Saved data entries:
● ● ● ●

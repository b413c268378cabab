//! Orphan file detection.
//!
//! A file is an orphan iff its in-degree in the file graph is zero, it is
//! not inside an immortal directory, and it carries no entry-point marker
//! (syntactic `__main__` guard for Python, `index.*` naming for JS/TS, or a
//! metadata entry point declared in `pyproject.toml` / `package.json`).

use std::path::{Path, PathBuf};

use rustc_hash::FxHashSet;

use super::dep_graph::FileGraph;
use crate::shared::models::Language;
use crate::shared::utils::paths;

pub struct OrphanDetector {
    project_root: PathBuf,
    metadata_entry_points: FxHashSet<PathBuf>,
}

impl OrphanDetector {
    pub fn new(project_root: impl Into<PathBuf>) -> Self {
        let project_root = project_root.into();
        let metadata_entry_points = parse_metadata_entry_points(&project_root);
        Self {
            project_root,
            metadata_entry_points,
        }
    }

    /// Files with zero in-degree that are neither immortal nor entry points.
    pub fn detect(&self, graph: &FileGraph) -> Vec<PathBuf> {
        let mut orphans: Vec<PathBuf> = graph
            .files()
            .filter(|file| graph.in_degree(file) == 0)
            .filter(|file| !paths::is_in_immortal_dir(paths::relative_to(file, &self.project_root)))
            .filter(|file| !self.is_entry_point(file))
            .cloned()
            .collect();
        orphans.sort();
        orphans
    }

    fn is_entry_point(&self, file: &Path) -> bool {
        if self.metadata_entry_points.contains(file) {
            return true;
        }

        let file_name = file
            .file_name()
            .and_then(|n| n.to_str())
            .unwrap_or_default();

        match Language::from_path(file) {
            Some(Language::Python) => {
                // `python -m package` entry
                if file_name == "__main__.py" {
                    return true;
                }
                std::fs::read_to_string(file)
                    .map(|content| content.contains("if __name__ =="))
                    .unwrap_or(false)
            }
            Some(Language::JavaScript) | Some(Language::TypeScript) => {
                file_name.starts_with("index.")
            }
            None => false,
        }
    }
}

/// Entry points declared in packaging metadata: `pyproject.toml`
/// `[project.scripts]` / `[project.entry-points]` module targets and
/// `package.json` `bin` / `main` / `module` paths.
fn parse_metadata_entry_points(project_root: &Path) -> FxHashSet<PathBuf> {
    let mut entry_points = FxHashSet::default();

    let pyproject = project_root.join("pyproject.toml");
    if let Ok(content) = std::fs::read_to_string(&pyproject) {
        if let Ok(doc) = content.parse::<toml::Value>() {
            let project = doc.get("project");
            let mut targets = Vec::new();
            if let Some(scripts) = project
                .and_then(|p| p.get("scripts"))
                .and_then(toml::Value::as_table)
            {
                targets.extend(scripts.values().filter_map(toml::Value::as_str));
            }
            if let Some(groups) = project
                .and_then(|p| p.get("entry-points"))
                .and_then(toml::Value::as_table)
            {
                for group in groups.values().filter_map(toml::Value::as_table) {
                    targets.extend(group.values().filter_map(toml::Value::as_str));
                }
            }
            for target in targets {
                let module = target.split(':').next().unwrap_or_default().trim();
                if module.is_empty() {
                    continue;
                }
                let rel: PathBuf = module.split('.').collect();
                for candidate in [
                    project_root.join(&rel).with_extension("py"),
                    project_root.join("src").join(&rel).with_extension("py"),
                    project_root.join(&rel).join("__init__.py"),
                    project_root.join("src").join(&rel).join("__init__.py"),
                ] {
                    if candidate.is_file() {
                        entry_points.insert(paths::canonicalize(&candidate));
                    }
                }
            }
        }
    }

    let package_json = project_root.join("package.json");
    if let Ok(content) = std::fs::read_to_string(&package_json) {
        if let Ok(doc) = serde_json::from_str::<serde_json::Value>(&content) {
            let mut paths_found: Vec<String> = Vec::new();
            match doc.get("bin") {
                Some(serde_json::Value::String(bin)) => paths_found.push(bin.clone()),
                Some(serde_json::Value::Object(bins)) => {
                    paths_found.extend(
                        bins.values()
                            .filter_map(serde_json::Value::as_str)
                            .map(str::to_string),
                    );
                }
                _ => {}
            }
            for key in ["main", "module"] {
                if let Some(value) = doc.get(key).and_then(serde_json::Value::as_str) {
                    paths_found.push(value.to_string());
                }
            }
            for rel in paths_found {
                let candidate = project_root.join(rel.trim_start_matches("./"));
                if candidate.is_file() {
                    entry_points.insert(paths::canonicalize(&candidate));
                }
            }
        }
    }

    entry_points
}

● ● ● ●

Exercise description
Reproduce every line above that contains the string "pyproject".

Final answer
//! metadata entry point declared in `pyproject.toml` / `package.json`).
/// Entry points declared in packaging metadata: `pyproject.toml`
    let pyproject = project_root.join("pyproject.toml");
    if let Ok(content) = std::fs::read_to_string(&pyproject) {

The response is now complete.